Review of the US economy
The global financial crisis had a significant impact on firms and individuals across the globe. Nations were also affected adversely. The US economy was not left out. The crisis affected various economic variables such as gross domestic products, unemployment, inflation, and interest rate among others. The table presented below shows data for the US economy.
|Inflation, average consumer prices||215.255||214.565||218.085||224.937||229.362||233.419|
|Real Interest rate||3.10%||2.50%||2.00%||1.30%||1.50%||1.70%|
|Gross domestic product, constant prices (billions)||13,161.93||12,757.95||13,062.98||13,299.10||13,587.65||13,875.22|
(Source of data – International Monetary Fund, 2014; The World Bank, 2014).

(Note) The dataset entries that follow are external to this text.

use crate::Invalid;
use serde::Serialize;

/// Lifecycle of a match.
///
/// ```text
/// Waiting ──start──▶ Active ──timer──▶ Finished
/// ```
#[derive(Debug, Clone, Copy, PartialEq, Eq, Default, Serialize)]
#[serde(rename_all = "snake_case")]
pub enum Phase {
    #[default]
    Waiting,
    Active,
    Finished,
}

impl Phase {
    /// Fails unless the match is in `expected`, naming the refused action.
    pub fn require(self, expected: Phase, action: &'static str) -> Result<(), Invalid> {
        match self == expected {
            true => Ok(()),
            false => Err(Invalid::Phase {
                action,
                phase: self,
            }),
        }
    }
    pub fn start(&mut self) -> bool {
        self.advance(Phase::Waiting, Phase::Active)
    }
    pub fn finish(&mut self) -> bool {
        self.advance(Phase::Active, Phase::Finished)
    }
    fn advance(&mut self, from: Phase, to: Phase) -> bool {
        let moved = *self == from;
        if moved {
            *self = to;
        }
        moved
    }
}

impl std::fmt::Display for Phase {
    fn fmt(&self, f: &mut std::fmt::Formatter) -> std::fmt::Result {
        match self {
            Phase::Waiting => write!(f, "waiting"),
            Phase::Active => write!(f, "active"),
            Phase::Finished => write!(f, "finished"),
        }
    }
}
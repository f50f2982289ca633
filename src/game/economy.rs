use super::*;
use crate::schedule;
use serde::Serialize;

/// Answer to a credit or deposit request.
/// A refusal here means the request was fine but the books could not cover it.
#[derive(Debug, Clone, PartialEq, Eq, Serialize)]
pub struct Verdict {
    pub success: bool,
    pub explanation: String,
}

impl Verdict {
    pub fn granted() -> Self {
        Self {
            success: true,
            explanation: String::new(),
        }
    }
    pub fn denied(explanation: impl Into<String>) -> Self {
        Self {
            success: false,
            explanation: explanation.into(),
        }
    }
}

#[derive(Debug, Clone, Copy, PartialEq, Eq)]
pub enum Lending {
    /// Bank → player now, player → bank with interest later.
    Credit,
    /// Player → bank now, bank → player with interest later.
    Deposit,
}

/// A credit or deposit waiting to mature.
/// Settled exactly once, by its timer or by the end of the match.
#[derive(Debug, Clone, Copy)]
pub struct Loan {
    owner: ID<Player>,
    kind: Lending,
    principal: Points,
}

/// Principal plus interest, rounded down. Saturates instead of overflowing.
pub fn accrue(principal: Points, interest: Percent) -> Points {
    principal.saturating_mul(interest.saturating_add(100)) / 100
}

fn positive(amount: Points) -> Result<Points, Invalid> {
    match amount > 0 {
        true => Ok(amount),
        false => Err(Invalid::Amount(amount)),
    }
}

impl Match {
    /// Lends points from the bank and schedules their repayment with interest.
    pub async fn credit(
        self: &Arc<Self>,
        player: ID<Player>,
        amount: Points,
    ) -> Result<Verdict, Invalid> {
        let loan = {
            let mut state = self.state.write().await;
            state.phase.require(Phase::Active, "take credit")?;
            positive(amount)?;
            state.player(player)?;
            if state.bank < amount {
                return Ok(Verdict::denied(format!(
                    "bank has only {} points left, {} requested",
                    state.bank, amount
                )));
            }
            state.bank -= amount;
            let borrower = state.player_mut(player)?;
            borrower.earn(amount);
            borrower.borrow(amount);
            let loan = state.open(player, Lending::Credit, amount);
            state.transact(Transaction::Credit { player, amount });
            loan
        };
        self.settle_after(loan, self.config.credit_time());
        Ok(Verdict::granted())
    }
    /// Parks points at the bank and schedules their return with interest.
    pub async fn deposit(
        self: &Arc<Self>,
        player: ID<Player>,
        amount: Points,
    ) -> Result<Verdict, Invalid> {
        let loan = {
            let mut state = self.state.write().await;
            state.phase.require(Phase::Active, "deposit")?;
            positive(amount)?;
            let points = state.player(player)?.points();
            if points < amount {
                return Ok(Verdict::denied(format!(
                    "player has only {} points, {} requested",
                    points, amount
                )));
            }
            let saver = state.player_mut(player)?;
            saver.spend(amount);
            saver.save(amount);
            state.bank += amount;
            let loan = state.open(player, Lending::Deposit, amount);
            state.transact(Transaction::Deposit { player, amount });
            loan
        };
        self.settle_after(loan, self.config.deposit_time());
        Ok(Verdict::granted())
    }
    /// Maturity callback. Loans still open at finish were already settled there.
    pub(crate) async fn mature(&self, loan: ID<Loan>) {
        let mut state = self.state.write().await;
        if state.phase != Phase::Active {
            log::debug!("[match {}] loan {} outlived the match", self.id, loan);
            return;
        }
        if let Some(transaction) = state.settle(loan, &self.config) {
            state.transact(transaction);
        }
    }
    fn settle_after(self: &Arc<Self>, loan: ID<Loan>, delay: Duration) {
        let game = Arc::clone(self);
        schedule::after(delay, async move { game.mature(loan).await });
    }
}

impl State {
    fn open(&mut self, owner: ID<Player>, kind: Lending, principal: Points) -> ID<Loan> {
        let id = ID::default();
        self.loans.insert(
            id,
            Loan {
                owner,
                kind,
                principal,
            },
        );
        id
    }
    /// Closes a loan, moving principal plus interest between owner and bank.
    /// The payer can never be driven below zero: what cannot be covered is
    /// reported as a shortfall instead.
    pub(super) fn settle(&mut self, id: ID<Loan>, config: &MatchConfig) -> Option<Transaction> {
        let loan = self.loans.remove(&id)?;
        let player = loan.owner;
        let transaction = match loan.kind {
            Lending::Credit => {
                let owed = accrue(loan.principal, config.credit_interest);
                let debtor = self.player_mut(player).ok()?;
                let paid = debtor.spend(owed);
                debtor.repaid(loan.principal);
                self.bank += paid;
                Transaction::Repayment { player, owed, paid }
            }
            Lending::Deposit => {
                let owed = accrue(loan.principal, config.deposit_interest);
                let paid = owed.min(self.bank);
                let saver = self.player_mut(player).ok()?;
                saver.earn(paid);
                saver.withdrawn(loan.principal);
                self.bank -= paid;
                Transaction::Maturity { player, owed, paid }
            }
        };
        if transaction.shortfall() > 0 {
            log::warn!("shortfall of {} settling {}", transaction.shortfall(), transaction);
        }
        Some(transaction)
    }
}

The gross domestic product for the US rose from $12,757.95 billion in 2009 to 13,875.22 billion in 2013. The total increase over the period was 8.76%. A further analysis shows that there was a significant drop in gross domestic product between 2008 and 2009. The decline is equivalent to 3.07%. The economy recovered from the impact of the global financial crisis in 2011. Inflation, as measured by average consumer prices, increased from 214.565 in 2009 to 233.419 in 2013. The total increase over the period was 8.79%. Such an increase in inflation is not favorable in an economy because it affects other variables such as purchasing power and value of investment. In 2009, there was a 0.32% drop in inflation from the previous year’s value. The increase in the inflation is caused by the expansionary policies that were put in place by the State. Immediately after the global crisis, the unemployment rate rose drastically. The value increased from 5.8% in 2008 to 9.275% in 2009. The increase persisted in 2010. However, from 2011 there was a decline in the unemployment rate. The expansionary policies that were implemented were effective. This explains the reduction in unemployment. However, the economy has fully recovered in terms of unemployment because the current rate is higher than the value in 2008. A decline in the unemployment results in an increase in inflation rate as explained by the Phillips curve. Finally, the interest rate dropped from 2.5% in 2009 to 1.30% in 2011. However, after 2011, the interest rate rose from 1.30% to 1.70% in 2013. The decline in interest rate between 2008 and 2011 was a measure that was implemented to stimulate savings and investment. Thus, it can be observed that the US economy is has not fully recovered from the recession.
The first monetary policy tool is open market operations. Under this policy, the US Treasury regulates the interest rate, bank reserves, and money supply in the economy by purchasing its securities. If the Federal Reserve System purchases the securities, then there will be an increase in money supply in the economy. The second policy is the use of a discount rate. In this case, the Federal Reserve System lowers the discount rate. This refers to the rate which commercial banks are charged by the Federal Reserve System for the reserve loans. Therefore, a reduction of this rate will encourage banks to borrow money from the Federal Reserve System. This will increase their ability to lend money to the firms and households, thus, increasing money supply in the economy (Mankiw, 2011).
The first fiscal policy tool is government expenditure on finished goods and services. Examples of government spending are purchase of office equipment, furniture, and payment of salaries among others. If the government increases its purchases, then there will be an increase in consumer expenditure in the economy. This will stimulate economic growth. The second fiscal policy is the use of taxes, especially personal income taxes. An expansionary fiscal policy will entail reducing the income taxes or a tax rebate (Mankiw, 2011).
Impact of the expansionary policies on the economy
The two expansionary monetary policies cause an increase money supply in the economy and a rise in money supply will cause a decline in the interest rates. Further, a fall in the interest rates will reduce the cost of borrowing. This encourages borrowing. In addition, an increase in borrowing stimulates investment and consumer spending and this will stimulate production and in turn increases the employment level. Therefore, it can be noted that the unemployment level will fall. An increase in money supply in the economy raises the level of inflation (Mankiw, 2011).
An increase in government spending will stimulate more production because of the additional allocations. Further, an increase in production will stimulate growth of income and in turn increase the level of employment in the economy. This will reduce the unemployment rate. Further, an increase in income will cause a rise in the rate of inflation. A reduction in taxes will increase disposable income and increase consumer expenditure. This will have the effect of increasing production and in turn raises the employment level in a country. In addition, an increase in disposable income creates inflation. In both cases, there is an increase in production. If the level of production increases, then the demand for money will rise. Since there is no growth in money supply, then an increase in demand for money will accelerate the growth of inflation rate (Mankiw, 2011).
International Monetary Fund. (2014). Data and statistics. Web.
Mankiw, G. (2011). Principles of economics. USA: Cengage Learning.
The World Bank. (2014). Data – real interest rate %. Web.